À 18 ans, Maëva veut un bébé, "pour pouvoir enfin ressembler à quelqu'un". À son conjoint, elle parle simplement de son désir d'enfant. "Je ne voulais pas qu'il s'imagine un 'bébé pansement', qui viendrait combler un manque."
Des relations complexes avec les parents adoptifs.
Entre 1980 et 1990, environ 3000 enfants ont été adoptés chaque année en France. Certains, comme Maëva, ont fait de cette particularité un moteur pour devenir parent.
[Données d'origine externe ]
//! DeepWiki binary entry point

use deepwiki::{AppState, config};
use tracing_subscriber::{layer::SubscriberExt, util::SubscriberInitExt};

/// Application entry point
///
/// # Setup
/// 1. Initialize tracing/logging
/// 2. Load configuration from file and environment
/// 3. Initialize AppState
/// 4. Build Axum router
/// 5. Start HTTP server
#[tokio::main]
async fn main() -> Result<(), Box<dyn std::error::Error>> {
    // 1. Initialize tracing/logging
    let log_format =
        std::env::var("DEEPWIKI__LOGGING__FORMAT").unwrap_or_else(|_| "pretty".to_string());

    if log_format == "json" {
        tracing_subscriber::registry()
            .with(
                tracing_subscriber::EnvFilter::try_from_default_env()
                    .unwrap_or_else(|_| "deepwiki=info,tower_http=debug".into()),
            )
            .with(tracing_subscriber::fmt::layer().json())
            .init();
    } else {
        tracing_subscriber::registry()
            .with(
                tracing_subscriber::EnvFilter::try_from_default_env()
                    .unwrap_or_else(|_| "deepwiki=info,tower_http=debug".into()),
            )
            .with(tracing_subscriber::fmt::layer().pretty())
            .init();
    }

    tracing::info!("Starting DeepWiki...");

    // 2. Initialize metrics
    deepwiki::metrics::init_metrics();

    // 3. Load configuration
    let config = config::AppConfig::load()?;
    tracing::info!(
        domain = %config.server.domain,
        protocol = %config.server.protocol,
        backend = ?config.remote.backend,
        "Configuration loaded"
    );

    // 4. Initialize application state
    let state = AppState::new(config.clone()).await?;

    // 5. Build Axum router
    let app = deepwiki::build_router(state);

    // 6. Start HTTP server
    let addr = format!("{}:{}", config.server.host, config.server.port);
    let listener = tokio::net::TcpListener::bind(&addr).await?;

    tracing::info!("Server listening on {}", addr);
    tracing::info!("Public URL: {}", config.server.base_url());

    axum::serve(listener, app).await?;

    Ok(())
}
D'autres l'ont vécu comme un frein. "Tout dépend de la relation de l'enfant à ses parents adoptifs. A-t-il pu s'enraciner sereinement dans la famille qui l'a élevé ?", souligne Armelle de Tocqueville, psychologue auprès de l'association Ligare - L'Arbre vert.
Ce moment où un enfant adopté s'apprête à devenir parent oblige à se pencher ce qui s'est passé à la génération précédente. "Si ses propres parents ont accepté leur stérilité et le recours à l'adoption, s'ils sont au clair sur leur légitimité, alors l'enfant adopté est inscrit dans la vie et il est prêt à la donner à son tour. Mais si les parents ont eu du mal à l'assumer, tout ce qu'ils n'ont pas réglé pèse sur l'enfant adopté", poursuit-elle.
Une grossesse qui réveille des questions.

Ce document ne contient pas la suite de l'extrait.